Así, pues, en los momentos Bush parece salirse con la suya. Los demócratas, por un lado, no quieren aparecer como los culpables de falta de apoyo a sus compatriotas combatientes ni como los responsables de una retirada que pudiera representar un desastre, por más que una reciente encuesta del Washington Post registre que 53% de los estadounidenses exigen ahora el establecimiento de una fecha fija y a corto plazo para el regreso de sus soldados. De algún modo, parecen eludir el verse involucrados en la administración de una guerra que prefieren sea cargada entera a la responsabilidad de Bush.
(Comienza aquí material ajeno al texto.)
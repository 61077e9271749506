//! Useful traits and other utilities that don't really belong anywhere else.

use std::io::{self, Read};
use std::sync::{Mutex, MutexGuard, PoisonError, RwLock, RwLockReadGuard, RwLockWriteGuard};

pub trait ReadExt {
    /// Tries to read exactly `read_len` bytes, like `read_exact`, but unlike `read_exact`, is
    /// forgiving of unexpected EOF.
    ///
    /// The returned vector will have exactly `read_len` bytes appended, unless an EOF was
    /// encountered, in which case it will have strictly shorter than `read_len` new bytes added.
    fn read_to_vec(&mut self, vec: &mut Vec<u8>, read_len: usize) -> io::Result<()>;
}

impl<T: Read> ReadExt for T {
    fn read_to_vec(&mut self, vec: &mut Vec<u8>, read_len: usize) -> io::Result<()> {
        const CHUNK_SIZE: usize = 65536;

        let read_len = read_len + vec.len();
        let mut cursor = vec.len();
        while cursor < read_len {
            vec.resize(std::cmp::min(read_len, cursor + CHUNK_SIZE), 0u8);

            cursor += match self.read(&mut vec[cursor..]) {
                // EOF: the final length is `cursor`
                Ok(0) => {
                    vec.truncate(cursor);
                    return Ok(());
                }

                Ok(n) => n,
                Err(e) if e.kind() == io::ErrorKind::Interrupted => 0,
                Err(x) => return Err(x),
            };
        }

        Ok(())
    }
}

/// Lock acquisition that shrugs off poisoning.
///
/// The tables behind these locks are only ever updated with single inserts/copies, so a panic on
/// another thread can't leave them half-written.
pub trait LockExt<T> {
    fn locked(&self) -> MutexGuard<'_, T>;
}

impl<T> LockExt<T> for Mutex<T> {
    fn locked(&self) -> MutexGuard<'_, T> {
        self.lock().unwrap_or_else(PoisonError::into_inner)
    }
}

/// Same as [LockExt], for reader/writer locks
pub trait RwLockExt<T> {
    fn read_locked(&self) -> RwLockReadGuard<'_, T>;
    fn write_locked(&self) -> RwLockWriteGuard<'_, T>;
}

impl<T> RwLockExt<T> for RwLock<T> {
    fn read_locked(&self) -> RwLockReadGuard<'_, T> {
        self.read().unwrap_or_else(PoisonError::into_inner)
    }

    fn write_locked(&self) -> RwLockWriteGuard<'_, T> {
        self.write().unwrap_or_else(PoisonError::into_inner)
    }
}

#[test]
fn test_read_to_vec() -> io::Result<()> {
    let mut vec = Vec::new();
    io::repeat(0xAA).read_to_vec(&mut vec, 4)?;
    assert_eq!(vec, [0xAA; 4]);
    io::repeat(0xBB).read_to_vec(&mut vec, 2)?;
    assert_eq!(vec, [0xAA, 0xAA, 0xAA, 0xAA, 0xBB, 0xBB]);
    (&[1, 2, 3][..]).read_to_vec(&mut vec, 8)?;
    assert_eq!(vec, [0xAA, 0xAA, 0xAA, 0xAA, 0xBB, 0xBB, 1, 2, 3]);
    Ok(())
}

#[test]
fn test_locked_survives_poison() {
    use std::sync::Arc;

    let lock = Arc::new(Mutex::new(5));
    let poisoner = lock.clone();
    let _ = std::thread::spawn(move || {
        let _guard = poisoner.lock();
        panic!("poison the lock");
    })
    .join();

    assert!(lock.is_poisoned());
    assert_eq!(*lock.locked(), 5);
}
A esto se suma la tensa situación con Irán, país que no se somete a resoluciones de la ONU en lo tocante a sus programas de enriquecimiento de uranio, y que, al decir del gobierno de Washington, está suministrando armas que alimentan la sangrienta lucha de facciones en Irak. Ciertamente, las más recientes señales del gobierno de Bush han parecido preparar una acción “preventiva” contra Irán, en una especie de huida hacia adelante frente a la creciente insatisfacción con sus políticas. Las consecuencias de una campaña de ese tipo serían gravísimas; una sola de ellas sería el salto de los precios del petróleo a niveles superiores a los 125 dólares por barril, en estimaciones de expertos. (Si se interrumpe, por caso, el flujo del energético desde el Golfo Pérsico).
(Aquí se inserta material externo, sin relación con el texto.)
//! Command-line interface for breathe.

pub mod args;

pub use args::Cli;
//! End-of-session summary.

use std::fmt;
use std::time::Duration;

/// How a session ended.
#[derive(Debug, Clone, Copy, PartialEq, Eq)]
pub enum SessionEnd {
    /// The session budget elapsed.
    Completed,
    /// The user interrupted the session.
    Interrupted,
}

/// What happened during a session.
#[derive(Debug, Clone, Copy, PartialEq, Eq)]
pub struct SessionReport {
    /// How the session ended.
    pub end: SessionEnd,
    /// Cycles that ran to completion.
    pub cycles: u32,
    /// Time from the first cycle to the end of the last one.
    pub elapsed: Duration,
}

impl SessionReport {
    /// Whether the session ran its full budget.
    #[must_use]
    pub fn is_completed(&self) -> bool {
        self.end == SessionEnd::Completed
    }
}

impl fmt::Display for SessionReport {
    fn fmt(&self, f: &mut fmt::Formatter<'_>) -> fmt::Result {
        let heading = match self.end {
            SessionEnd::Completed => "Session finished!",
            SessionEnd::Interrupted => "Session interrupted.",
        };
        write!(
            f,
            "{heading} {} breath{} in {}",
            self.cycles,
            if self.cycles == 1 { "" } else { "s" },
            format_duration(self.elapsed)
        )
    }
}

/// Format a duration as a human-readable string.
#[must_use]
pub fn format_duration(d: Duration) -> String {
    let d = chrono::Duration::from_std(d).unwrap_or(chrono::Duration::MAX);
    let total_minutes = d.num_minutes();

    if total_minutes < 1 {
        let seconds = d.num_seconds();
        return format!("{} second{}", seconds, if seconds == 1 { "" } else { "s" });
    }

    let minutes = total_minutes;
    let seconds = d.num_seconds() % 60;
    if seconds > 0 {
        format!(
            "{} minute{}, {} second{}",
            minutes,
            if minutes == 1 { "" } else { "s" },
            seconds,
            if seconds == 1 { "" } else { "s" }
        )
    } else {
        format!("{} minute{}", minutes, if minutes == 1 { "" } else { "s" })
    }
}

#[cfg(test)]
mod tests {
    use super::*;

    #[test]
    fn test_format_duration() {
        assert_eq!(format_duration(Duration::from_secs(0)), "0 seconds");
        assert_eq!(format_duration(Duration::from_secs(1)), "1 second");
        assert_eq!(format_duration(Duration::from_secs(45)), "45 seconds");
        assert_eq!(format_duration(Duration::from_secs(60)), "1 minute");
        assert_eq!(format_duration(Duration::from_secs(132)), "2 minutes, 12 seconds");
        assert_eq!(format_duration(Duration::from_secs(61)), "1 minute, 1 second");
    }

    #[test]
    fn test_format_duration_drops_fractions() {
        assert_eq!(format_duration(Duration::from_millis(121_900)), "2 minutes, 1 second");
    }

    #[test]
    fn test_completed_report() {
        let report = SessionReport {
            end: SessionEnd::Completed,
            cycles: 11,
            elapsed: Duration::from_secs(121),
        };
        assert!(report.is_completed());
        assert_eq!(
            report.to_string(),
            "Session finished! 11 breaths in 2 minutes, 1 second"
        );
    }

    #[test]
    fn test_interrupted_report() {
        let report = SessionReport {
            end: SessionEnd::Interrupted,
            cycles: 1,
            elapsed: Duration::from_secs(20),
        };
        assert!(!report.is_completed());
        assert_eq!(report.to_string(), "Session interrupted. 1 breath in 20 seconds");
    }
}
Por esto traen algo de sosiego las declaraciones de Condoleezza Rice, Secretaria de Estado, al anunciar que los Estados Unidos aceptan reunirse el mes entrante en Bagdad con representantes de Irán y de Siria, para conversaciones sobre la situación en Irak bajo el patrocinio del gobierno de este país. Con tal de que no se le vaya a ocurrir a al Quaeda intentar algún atentado contra tan apetecibles diplomáticos, luego del reciente ensayo en Afganistán, muy cerquita de Dick Cheney.